§ Task instructions
A complete and exact copy of the data below is required.

BEGIN

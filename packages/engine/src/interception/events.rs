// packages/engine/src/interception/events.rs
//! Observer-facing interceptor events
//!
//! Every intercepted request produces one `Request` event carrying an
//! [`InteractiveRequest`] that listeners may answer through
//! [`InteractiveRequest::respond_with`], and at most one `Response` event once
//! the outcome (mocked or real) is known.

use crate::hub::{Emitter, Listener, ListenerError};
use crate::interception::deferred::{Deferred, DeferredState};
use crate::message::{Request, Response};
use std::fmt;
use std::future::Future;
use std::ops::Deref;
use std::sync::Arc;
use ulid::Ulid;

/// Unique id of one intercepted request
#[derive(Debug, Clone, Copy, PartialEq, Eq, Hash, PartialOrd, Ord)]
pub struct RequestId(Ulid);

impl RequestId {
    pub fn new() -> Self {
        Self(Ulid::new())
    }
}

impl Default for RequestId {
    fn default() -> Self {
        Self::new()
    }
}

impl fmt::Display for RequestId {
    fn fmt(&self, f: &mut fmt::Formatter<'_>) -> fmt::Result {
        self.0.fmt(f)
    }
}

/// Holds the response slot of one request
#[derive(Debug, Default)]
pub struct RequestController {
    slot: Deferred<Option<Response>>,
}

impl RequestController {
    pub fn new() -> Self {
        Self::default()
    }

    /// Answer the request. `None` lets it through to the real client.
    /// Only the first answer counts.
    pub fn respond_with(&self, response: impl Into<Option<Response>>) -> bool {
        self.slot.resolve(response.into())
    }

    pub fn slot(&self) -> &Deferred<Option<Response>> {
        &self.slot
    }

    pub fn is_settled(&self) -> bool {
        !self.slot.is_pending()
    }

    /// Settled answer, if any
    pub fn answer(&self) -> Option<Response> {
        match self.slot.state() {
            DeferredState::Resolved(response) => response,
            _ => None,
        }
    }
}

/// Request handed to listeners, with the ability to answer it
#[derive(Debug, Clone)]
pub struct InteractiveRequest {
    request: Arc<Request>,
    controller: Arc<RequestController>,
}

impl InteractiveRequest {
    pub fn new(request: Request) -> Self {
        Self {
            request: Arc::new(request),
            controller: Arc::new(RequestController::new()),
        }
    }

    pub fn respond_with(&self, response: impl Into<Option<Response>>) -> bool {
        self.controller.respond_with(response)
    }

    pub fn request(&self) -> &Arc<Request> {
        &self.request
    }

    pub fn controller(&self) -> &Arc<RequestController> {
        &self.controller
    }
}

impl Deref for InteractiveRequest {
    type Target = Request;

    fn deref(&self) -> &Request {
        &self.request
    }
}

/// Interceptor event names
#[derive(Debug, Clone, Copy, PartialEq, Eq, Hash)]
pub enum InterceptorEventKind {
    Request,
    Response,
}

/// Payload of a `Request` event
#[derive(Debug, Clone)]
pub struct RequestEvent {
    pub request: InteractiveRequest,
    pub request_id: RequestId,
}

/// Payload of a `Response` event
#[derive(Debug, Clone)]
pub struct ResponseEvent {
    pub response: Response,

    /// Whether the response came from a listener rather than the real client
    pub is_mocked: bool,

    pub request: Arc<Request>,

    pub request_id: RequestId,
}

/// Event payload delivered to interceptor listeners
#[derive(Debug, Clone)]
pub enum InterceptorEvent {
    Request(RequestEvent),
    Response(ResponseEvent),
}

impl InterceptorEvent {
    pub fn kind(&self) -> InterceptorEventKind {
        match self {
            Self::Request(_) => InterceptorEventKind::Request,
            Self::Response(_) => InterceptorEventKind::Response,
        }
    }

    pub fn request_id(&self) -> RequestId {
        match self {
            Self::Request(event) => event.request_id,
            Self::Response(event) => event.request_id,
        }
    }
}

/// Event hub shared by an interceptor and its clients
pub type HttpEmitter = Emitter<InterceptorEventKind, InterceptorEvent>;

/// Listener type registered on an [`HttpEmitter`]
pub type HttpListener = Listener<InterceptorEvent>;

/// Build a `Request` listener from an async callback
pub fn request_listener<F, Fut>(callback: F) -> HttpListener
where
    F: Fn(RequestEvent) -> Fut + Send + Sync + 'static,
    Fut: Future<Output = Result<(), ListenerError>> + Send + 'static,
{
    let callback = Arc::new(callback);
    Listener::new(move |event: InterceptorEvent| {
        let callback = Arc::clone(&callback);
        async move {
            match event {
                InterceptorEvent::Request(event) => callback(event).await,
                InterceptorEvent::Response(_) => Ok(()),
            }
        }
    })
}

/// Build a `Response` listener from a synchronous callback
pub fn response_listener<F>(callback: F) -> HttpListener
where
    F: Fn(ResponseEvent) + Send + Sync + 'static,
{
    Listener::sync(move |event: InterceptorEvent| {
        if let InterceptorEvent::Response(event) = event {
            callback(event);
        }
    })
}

END

§ Response to the exercise
filename packages/engine/src/interception/events.rs
// packages/engine/src/interception/events.rs
//! Observer-facing interceptor events
//!
//! Every intercepted request produces one `Request` event carrying an
//! [`InteractiveRequest`] that listeners may answer through
//! [`InteractiveRequest::respond_with`], and at most one `Response` event once
//! the outcome (mocked or real) is known.

use crate::hub::{Emitter, Listener, ListenerError};
use crate::interception::deferred::{Deferred, DeferredState};
use crate::message::{Request, Response};
use std::fmt;
use std::future::Future;
use std::ops::Deref;
use std::sync::Arc;
use ulid::Ulid;

/// Unique id of one intercepted request
#[derive(Debug, Clone, Copy, PartialEq, Eq, Hash, PartialOrd, Ord)]
pub struct RequestId(Ulid);

impl RequestId {
    pub fn new() -> Self {
        Self(Ulid::new())
    }
}

impl Default for RequestId {
    fn default() -> Self {
        Self::new()
    }
}

impl fmt::Display for RequestId {
    fn fmt(&self, f: &mut fmt::Formatter<'_>) -> fmt::Result {
        self.0.fmt(f)
    }
}

/// Holds the response slot of one request
#[derive(Debug, Default)]
pub struct RequestController {
    slot: Deferred<Option<Response>>,
}

impl RequestController {
    pub fn new() -> Self {
        Self::default()
    }

    /// Answer the request. `None` lets it through to the real client.
    /// Only the first answer counts.
    pub fn respond_with(&self, response: impl Into<Option<Response>>) -> bool {
        self.slot.resolve(response.into())
    }

    pub fn slot(&self) -> &Deferred<Option<Response>> {
        &self.slot
    }

    pub fn is_settled(&self) -> bool {
        !self.slot.is_pending()
    }

    /// Settled answer, if any
    pub fn answer(&self) -> Option<Response> {
        match self.slot.state() {
            DeferredState::Resolved(response) => response,
            _ => None,
        }
    }
}

/// Request handed to listeners, with the ability to answer it
#[derive(Debug, Clone)]
pub struct InteractiveRequest {
    request: Arc<Request>,
    controller: Arc<RequestController>,
}

impl InteractiveRequest {
    pub fn new(request: Request) -> Self {
        Self {
            request: Arc::new(request),
            controller: Arc::new(RequestController::new()),
        }
    }

    pub fn respond_with(&self, response: impl Into<Option<Response>>) -> bool {
        self.controller.respond_with(response)
    }

    pub fn request(&self) -> &Arc<Request> {
        &self.request
    }

    pub fn controller(&self) -> &Arc<RequestController> {
        &self.controller
    }
}

impl Deref for InteractiveRequest {
    type Target = Request;

    fn deref(&self) -> &Request {
        &self.request
    }
}

/// Interceptor event names
#[derive(Debug, Clone, Copy, PartialEq, Eq, Hash)]
pub enum InterceptorEventKind {
    Request,
    Response,
}

/// Payload of a `Request` event
#[derive(Debug, Clone)]
pub struct RequestEvent {
    pub request: InteractiveRequest,
    pub request_id: RequestId,
}

/// Payload of a `Response` event
#[derive(Debug, Clone)]
pub struct ResponseEvent {
    pub response: Response,

    /// Whether the response came from a listener rather than the real client
    pub is_mocked: bool,

    pub request: Arc<Request>,

    pub request_id: RequestId,
}

/// Event payload delivered to interceptor listeners
#[derive(Debug, Clone)]
pub enum InterceptorEvent {
    Request(RequestEvent),
    Response(ResponseEvent),
}

impl InterceptorEvent {
    pub fn kind(&self) -> InterceptorEventKind {
        match self {
            Self::Request(_) => InterceptorEventKind::Request,
            Self::Response(_) => InterceptorEventKind::Response,
        }
    }

    pub fn request_id(&self) -> RequestId {
        match self {
            Self::Request(event) => event.request_id,
            Self::Response(event) => event.request_id,
        }
    }
}

/// Event hub shared by an interceptor and its clients
pub type HttpEmitter = Emitter<InterceptorEventKind, InterceptorEvent>;

/// Listener type registered on an [`HttpEmitter`]
pub type HttpListener = Listener<InterceptorEvent>;

/// Build a `Request` listener from an async callback
pub fn request_listener<F, Fut>(callback: F) -> HttpListener
where
    F: Fn(RequestEvent) -> Fut + Send + Sync + 'static,
    Fut: Future<Output = Result<(), ListenerError>> + Send + 'static,
{
    let callback = Arc::new(callback);
    Listener::new(move |event: InterceptorEvent| {
        let callback = Arc::clone(&callback);
        async move {
            match event {
                InterceptorEvent::Request(event) => callback(event).await,
                InterceptorEvent::Response(_) => Ok(()),
            }
        }
    })
}

/// Build a `Response` listener from a synchronous callback
pub fn response_listener<F>(callback: F) -> HttpListener
where
    F: Fn(ResponseEvent) + Send + Sync + 'static,
{
    Listener::sync(move |event: InterceptorEvent| {
        if let InterceptorEvent::Response(event) = event {
            callback(event);
        }
    })
}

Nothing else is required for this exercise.